Zum im April 2017 abgehaltenen Verfassungsreferendum: Die Venedig-Kommission für Demokratie durch Recht des Europarats kritisierte die darin angestrebten Verfassungsänderungen und stellte fest, die Türkei befinde sich "auf dem Weg zur Autokratie und einem Ein-Personen-Regime". In ihrem Bericht zum Referendum selbst bemängelt die OSZE, das Referendum habe internationalen Standards nicht entsprochen und sei inakzeptabel. Zu den Kritikpunkten zählt unter anderem, dass es dem "Nein"-Lager nicht möglich war, im gleichen Maße Mobilisierungsveranstaltungen abzuhalten wie den Befürwortern und dass kritische Medien bereits im Vorfeld geschlossen worden waren.
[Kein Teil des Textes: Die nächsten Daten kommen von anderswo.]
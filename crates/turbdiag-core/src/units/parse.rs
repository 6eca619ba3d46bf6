// crates/turbdiag-core/src/units/parse.rs

use crate::error::{DiagError, Result};
use crate::units::dimension::Dimension;
use crate::units::table;
use crate::units::unit::Unit;

/// Parse a unit expression.
///
/// Grammar: factors separated by whitespace or `*`, each `name`, `name**e`,
/// `name^e` or `namee` (astropy's `cm3`, `s-1`). A `/` divides by every factor that follows it, so `a/b/c` reads as
/// `a / (b c)`. `1` is accepted as an empty numerator (`1/s`). The empty string
/// and `dimensionless` both yield the dimensionless unit.
pub fn parse_unit(s: &str) -> Result<Unit> {
    let s = s.trim();
    if s.is_empty() || s == "dimensionless" {
        return Ok(Unit::dimensionless());
    }
    if s.contains('(') || s.contains(')') {
        return Err(DiagError::Unit(format!(
            "parentheses are not supported in unit '{s}'"
        )));
    }

    let normalized = s.replace("**", "^");
    let mut factors = Vec::new();
    let mut scale = 1.0f64;
    let mut dim = Dimension::NONE;

    for (seg_idx, segment) in normalized.split('/').enumerate() {
        let sign: i8 = if seg_idx == 0 { 1 } else { -1 };
        let mut saw_any = false;
        for token in segment.split(|c: char| c == '*' || c.is_whitespace()) {
            if token.is_empty() {
                continue;
            }
            saw_any = true;
            if token == "1" {
                continue;
            }
            let (name, exp) = split_exponent(token, s)?;
            let named = table::lookup(name)
                .ok_or_else(|| DiagError::Unit(format!("unknown unit '{name}' in '{s}'")))?;
            let e = exp.checked_mul(sign).ok_or_else(|| bad_exponent(s))?;
            scale *= named.scale.powi(e as i32);
            dim = named
                .dim
                .checked_powi(e)
                .and_then(|d| dim.checked_mul(d))
                .ok_or_else(|| bad_exponent(s))?;
            factors.push((named.symbol.to_string(), e));
        }
        if !saw_any {
            return Err(DiagError::Unit(format!("empty factor in unit '{s}'")));
        }
    }

    Unit::from_parts(factors, scale, dim)
}

fn split_exponent<'a>(token: &'a str, whole: &str) -> Result<(&'a str, i8)> {
    if let Some((name, exp)) = token.split_once('^') {
        let e = exp.parse::<i8>().map_err(|_| bad_exponent(whole))?;
        if name.is_empty() {
            return Err(DiagError::Unit(format!("missing unit name in '{whole}'")));
        }
        return Ok((name, e));
    }
    // astropy's generic output glues the exponent on: `cm3`, `s-1`
    let tail = token
        .char_indices()
        .find(|&(_, c)| c.is_ascii_digit() || c == '-' || c == '+')
        .map(|(i, _)| i);
    match tail {
        Some(i) if i > 0 => {
            let e = token[i..].parse::<i8>().map_err(|_| bad_exponent(whole))?;
            Ok((&token[..i], e))
        }
        _ => Ok((token, 1)),
    }
}

fn bad_exponent(whole: &str) -> DiagError {
    DiagError::Unit(format!("bad exponent in unit '{whole}'"))
}
// crates/turbdiag-core/src/units/mod.rs

pub mod dimension;
pub mod parse;
pub mod quantity;
pub mod table;
pub mod unit;

pub use dimension::Dimension;
pub use quantity::Quantity;
pub use unit::Unit;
Eine objektive Darstellung des Sachverhalts habe also durch die dadurch einseitig befürwortende Medienberichterstattung in der Öffentlichkeit nicht stattgefunden.

Gleichzeitig tätigten der türkische Präsident, sowie andere Mitglieder seiner Regierung Aussagen in Richtung Europäische Union, die wenig Respekt für seine Verhandlungspartner um den Beitritt zur Europäischen Union erkennen lassen und somit nur zu einer Schlussfolgerung führen können: Die Türkei strebt keinen Beitritt zur EU mehr an. Auch besagt Artikel 49 des EUV, dass nur jene Staaten Mitglieder der Union werden können, die sich zu den im Artikel 2 EUV aufgelisteten Werten bekennen. Da die Türkei, selbst wenn sie so ein Bekenntnis machen sollte, damit nicht mehr glaubwürdig ist, kommt ein Beitritt nicht infrage. Die Mitgliedsstaaten der Union müssen nun der Realität ins Auge sehen und die Konsequenzen ziehen.

Für die Türkei ist vonseiten der EU in den Jahren 2014-2020 im Rahmen der sogenannten Heranführungshilfe (IPAII) EU-Unterstützung von insgesamt 4,45 Milliarden Euro vorgesehen. Damit sollen dort unter anderem Demokratie, Rechtsstaatlichkeit und zivilgesellschaftliche Projekte gefördert werden. Aufgrund der gegenwärtigen Entwicklung in der Türkei gibt es jedoch keinen Anlass zu glauben, diese Mittel würden tatsächlich für diese Zwecke eingesetzt.

 

Die unterfertigten Abgeordneten stellen daher folgenden

ENTSCHLIESSUNGSANTRAG

 


Der Nationalrat wolle beschließen:

„Die Bundesregierung und insbesondere der Bundesminister für Europa, Integration und Äußeres wird aufgefordert, sich im Rat dafür einzusetzen, dass die Zahlungen, die im Rahmen der Heranführungshilfe an die Türkei getätigt werden, so schnell wie möglich eingestellt werden."



In formeller Hinsicht wird die Zuweisung an den Außenpolitischen Ausschuss vorgeschlagen.